» AIM OF THE TASK:
Go through each line of the entries below and tally those containing the string "async"; give only the total.

- - - - - - -

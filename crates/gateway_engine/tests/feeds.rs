use std::sync::Arc;

use gateway_engine::{
    parse_feed, FailureKind, FeedFetcher, FeedSource, FetchSettings, ReqwestFetcher,
};
use pretty_assertions::assert_eq;
use wiremock::matchers::{method, path};
use wiremock::{Mock, MockServer, ResponseTemplate};

const HN_PAGE: &str = r#"
<table>
  <tr class="athing"><td><span class="titleline"><a href="https://example.com/a">First story</a><span class="sitebit"><a href="from?site=example.com">example.com</a></span></span></td></tr>
  <tr class="athing"><td><span class="titleline"><a href="item?id=2">Ask HN:   what now?</a></span></td></tr>
</table>
"#;

const REDDIT_PAGE: &str = r#"
<div class="thing"><p class="title"><a class="title" href="/r/technology/comments/1">Chips</a></p></div>
<div class="thing promoted"><p class="title"><a class="title" href="https://ads.example/">Sponsored</a></p></div>
<div class="thing"><span>no title link</span></div>
"#;

#[test]
fn hacker_news_titles_in_source_order() {
    let entries = parse_feed(HN_PAGE, &FeedSource::hacker_news()).expect("items");
    let titles: Vec<_> = entries.iter().map(|e| e.title.as_str()).collect();
    assert_eq!(titles, vec!["First story", "Ask HN: what now?"]);
    assert_eq!(entries[1].href, "item?id=2");
}

#[test]
fn reddit_items_without_a_title_link_are_skipped() {
    let entries = parse_feed(REDDIT_PAGE, &FeedSource::reddit_technology()).expect("items");
    let titles: Vec<_> = entries.iter().map(|e| e.title.as_str()).collect();
    assert_eq!(titles, vec!["Chips", "Sponsored"]);
}

#[test]
fn feed_is_capped() {
    let rows: String = (0..40)
        .map(|i| format!("<span class=\"titleline\"><a href=\"/{i}\">Story {i}</a></span>"))
        .collect();
    let entries = parse_feed(&rows, &FeedSource::hacker_news()).expect("items");
    assert_eq!(entries.len(), 15);
    assert_eq!(entries[14].title, "Story 14");
}

#[test]
fn empty_listing_is_an_error() {
    let err = parse_feed("<html><body>down for maintenance</body></html>", &FeedSource::hacker_news())
        .unwrap_err();
    assert_eq!(err.kind, FailureKind::NoItems);
}

#[tokio::test]
async fn feed_fetcher_downloads_and_parses() {
    let server = MockServer::start().await;
    Mock::given(method("GET"))
        .and(path("/news"))
        .respond_with(ResponseTemplate::new(200).set_body_raw(HN_PAGE, "text/html"))
        .mount(&server)
        .await;

    let fetcher = FeedFetcher::new(Arc::new(ReqwestFetcher::new(FetchSettings::for_feeds())));
    let source = FeedSource::hacker_news().at(format!("{}/news", server.uri()));
    let entries = fetcher.fetch(&source).await.expect("feed");
    assert_eq!(entries.len(), 2);
}

#[tokio::test]
async fn feed_fetcher_never_returns_partial_results_on_error() {
    let server = MockServer::start().await;
    Mock::given(method("GET"))
        .and(path("/news"))
        .respond_with(ResponseTemplate::new(503).set_body_raw(HN_PAGE, "text/html"))
        .mount(&server)
        .await;

    let fetcher = FeedFetcher::new(Arc::new(ReqwestFetcher::new(FetchSettings::for_feeds())));
    let source = FeedSource::hacker_news().at(format!("{}/news", server.uri()));
    let err = fetcher.fetch(&source).await.unwrap_err();
    assert_eq!(err.kind, FailureKind::HttpStatus(503));
}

- - - - - - -

» OUTPUT FOR THIS EXERCISE:
2